Tag 800 – kein perfekter Lauf, sondern echte Serie

Am 08.03. war es soweit: Tag 800 meiner Laufserie.

800 Tage. 800-mal raus. 800-mal nicht diskutiert, sondern gemacht.

Und ganz ehrlich: Anfang 2026 war nicht alles im Takt. Da war nicht jeden Tag dieser saubere Flow. Nicht dieses Gefühl von Leichtigkeit, von Rhythmus, von „läuft halt“. Es gab Phasen, in denen der Motor eher gestottert hat als geschnurrt. Aber genau das ist vielleicht der Punkt, der diesen Meilenstein überhaupt erst wertvoll macht:

Der Rhythmus hat gewackelt. Die Serie nicht.

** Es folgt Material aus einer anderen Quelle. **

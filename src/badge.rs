//! GitHub star and fork counters.

use std::sync::LazyLock;

use kuchiki::NodeRef;
use regex::Regex;
use serde::Deserialize;
use url::Url;

use crate::dom::{self, Element};
use crate::fetcher::Fetcher;

pub const BADGE_CONTAINER: &str = ".gh-btns";
pub const FORK_COUNTER: &str = ".fork-counter";
pub const STAR_COUNTER: &str = ".star-counter";
pub const DEFAULT_API_BASE: &str = "https://api.github.com";

static REPO_NAME: LazyLock<Regex> =
    LazyLock::new(|| Regex::new(r"^[A-Za-z0-9._-]+$").expect("repo name regex"));

#[derive(Debug, thiserror::Error)]
pub enum BadgeError {
    #[error("badge container has no `{0}` attribute")]
    MissingAttribute(&'static str),
    #[error("`{value}` is not a valid GitHub {field} name")]
    InvalidName { field: &'static str, value: String },
    #[error("api base {0} cannot carry a path")]
    Url(Url),
    #[error(transparent)]
    Fetch(#[from] anyhow::Error),
    #[error("decode repository metadata: {0}")]
    Decode(#[from] serde_json::Error),
}

#[derive(Debug, Clone, PartialEq, Eq)]
pub struct RepoBadgeConfig {
    pub owner: String,
    pub repo: String,
}

impl RepoBadgeConfig {
    pub fn new(owner: &str, repo: &str) -> Result<Self, BadgeError> {
        Ok(Self {
            owner: validate_name("owner", owner)?,
            repo: validate_name("repo", repo)?,
        })
    }

    pub fn from_element(el: &Element) -> Result<Self, BadgeError> {
        let owner =
            dom::attr(el, "data-gh-owner").ok_or(BadgeError::MissingAttribute("data-gh-owner"))?;
        let repo =
            dom::attr(el, "data-gh-repo").ok_or(BadgeError::MissingAttribute("data-gh-repo"))?;
        Self::new(&owner, &repo)
    }

    /// `{api_base}/repos/{owner}/{repo}`
    pub fn request_url(&self, api_base: &Url) -> Result<Url, BadgeError> {
        let mut url = api_base.clone();
        url.path_segments_mut()
            .map_err(|()| BadgeError::Url(api_base.clone()))?
            .pop_if_empty()
            .extend(["repos", self.owner.as_str(), self.repo.as_str()]);
        Ok(url)
    }
}

fn validate_name(field: &'static str, value: &str) -> Result<String, BadgeError> {
    let value = value.trim();
    if !REPO_NAME.is_match(value) || value == "." || value == ".." {
        return Err(BadgeError::InvalidName {
            field,
            value: value.to_string(),
        });
    }
    Ok(value.to_string())
}

#[derive(Debug, Clone, Copy, Deserialize, PartialEq, Eq)]
pub struct RepoStats {
    pub forks_count: u64,
    pub stargazers_count: u64,
}

/// A repository lookup the page asked for but has not performed yet.
#[derive(Debug, Clone)]
pub struct BadgeRequest {
    pub config: RepoBadgeConfig,
    pub url: Url,
}

impl BadgeRequest {
    pub async fn resolve(&self, fetcher: &Fetcher) -> Result<RepoStats, BadgeError> {
        let body = fetcher.get_bytes(self.url.clone()).await?;
        Ok(serde_json::from_slice(&body)?)
    }
}

/// Looks for a badge container and turns its attributes into a request.
///
/// `Ok(None)` means the page has no badge; `Err` means it has one that is
/// misconfigured.
pub fn discover(document: &NodeRef, api_base: &Url) -> Result<Option<BadgeRequest>, BadgeError> {
    let Some(container) = dom::select_one(document, BADGE_CONTAINER) else {
        return Ok(None);
    };
    let config = RepoBadgeConfig::from_element(&container)?;
    let url = config.request_url(api_base)?;
    Ok(Some(BadgeRequest { config, url }))
}

pub fn fork_text(stats: &RepoStats) -> String {
    format!(": {}", stats.forks_count)
}

/// Fills whichever counters the page has.
pub fn apply_repo_stats(document: &NodeRef, stats: &RepoStats) {
    for el in dom::select_all(document, FORK_COUNTER) {
        dom::set_text(&el, &fork_text(stats));
    }
    for el in dom::select_all(document, STAR_COUNTER) {
        dom::set_text(&el, &stats.stargazers_count.to_string());
    }
}
use kuchiki::NodeRef;

use crate::dom::{self, Element};
use crate::layout::Layout;
use crate::scroll;

pub const DOCS_SIDEBAR: &str = ".bs-docs-sidebar";

/// Sticky positioning for the documentation sidebar.
///
/// Holds only the element; the activation offset is recomputed from the
/// layout every time it is asked for.
pub struct AffixBinding {
    sidebar: Element,
}

impl AffixBinding {
    pub fn sidebar(&self) -> &Element {
        &self.sidebar
    }

    /// `top(sidebar) - height(#top-nav) - margin-top(first child)`.
    pub fn offset_top(&self, document: &NodeRef, layout: &dyn Layout) -> Option<f64> {
        let top = layout.offset_top(&self.sidebar)?;
        let header = scroll::header_height(document, layout);
        let margin = first_child_element(&self.sidebar)
            .and_then(|child| layout.margin_top(&child))
            .and_then(|v| dom::parse_int_prefix(&v))
            .unwrap_or(0);
        Some(top - header - margin as f64)
    }
}

fn first_child_element(el: &Element) -> Option<Element> {
    el.as_node()
        .children()
        .find_map(|child| child.into_element_ref())
}

pub fn bind(document: &NodeRef) -> Option<AffixBinding> {
    dom::select_one(document, DOCS_SIDEBAR).map(|sidebar| AffixBinding { sidebar })
}

/// Writes the Bootstrap affix markup contract onto the sidebar so the
/// plugin activates without script configuration.
pub fn annotate(document: &NodeRef, binding: &AffixBinding, layout: &dyn Layout) -> bool {
    let Some(offset) = binding.offset_top(document, layout) else {
        tracing::debug!("sidebar offset unknown; affix left to runtime");
        return false;
    };
    dom::set_attr(&binding.sidebar, "data-spy", "affix");
    dom::set_attr(&binding.sidebar, "data-offset-top", format_px(offset));
    true
}

fn format_px(v: f64) -> String {
    if v.fract() == 0.0 {
        format!("{}", v as i64)
    } else {
        format!("{v}")
    }
}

Nicht jeder Tag ist Glanz. Aber jeder Tag zählt.

So ein Streak sieht von außen oft stark, glatt und fast selbstverständlich aus. Tag reiht sich an Tag, Lauf an Lauf, Zahl an Zahl. Aber die Wahrheit ist meistens weniger geschniegelt und deutlich ehrlicher.

Es gibt diese Tage, an denen alles passt. Beine gut. Kopf frei. Wetter okay. Schuhe an, Tür auf, los.

Und dann gibt es die anderen Tage.

Die Tage, an denen man müde ist. Genervt. Voll im Kopf. Zeitdruck. Keine Lust auf Kälte, Nieselregen oder Gegenwind. Tage, an denen der erste Kilometer sich anfühlt, als hätte man das Laufen verlernt. Tage, an denen man nicht in Form ist – aber trotzdem in Bewegung bleibt.

Gerade Anfang 2026 war eher so eine Phase. Kein Drama. Kein Einbruch. Aber eben auch kein Hochglanz-Kapitel. Der Rhythmus war nicht immer da. Vielleicht war der Alltag voller. Vielleicht der Kopf lauter. Vielleicht die Beine einfach schwerer. Sowas gehört dazu.

Was eben nicht dazugehört: aufgeben.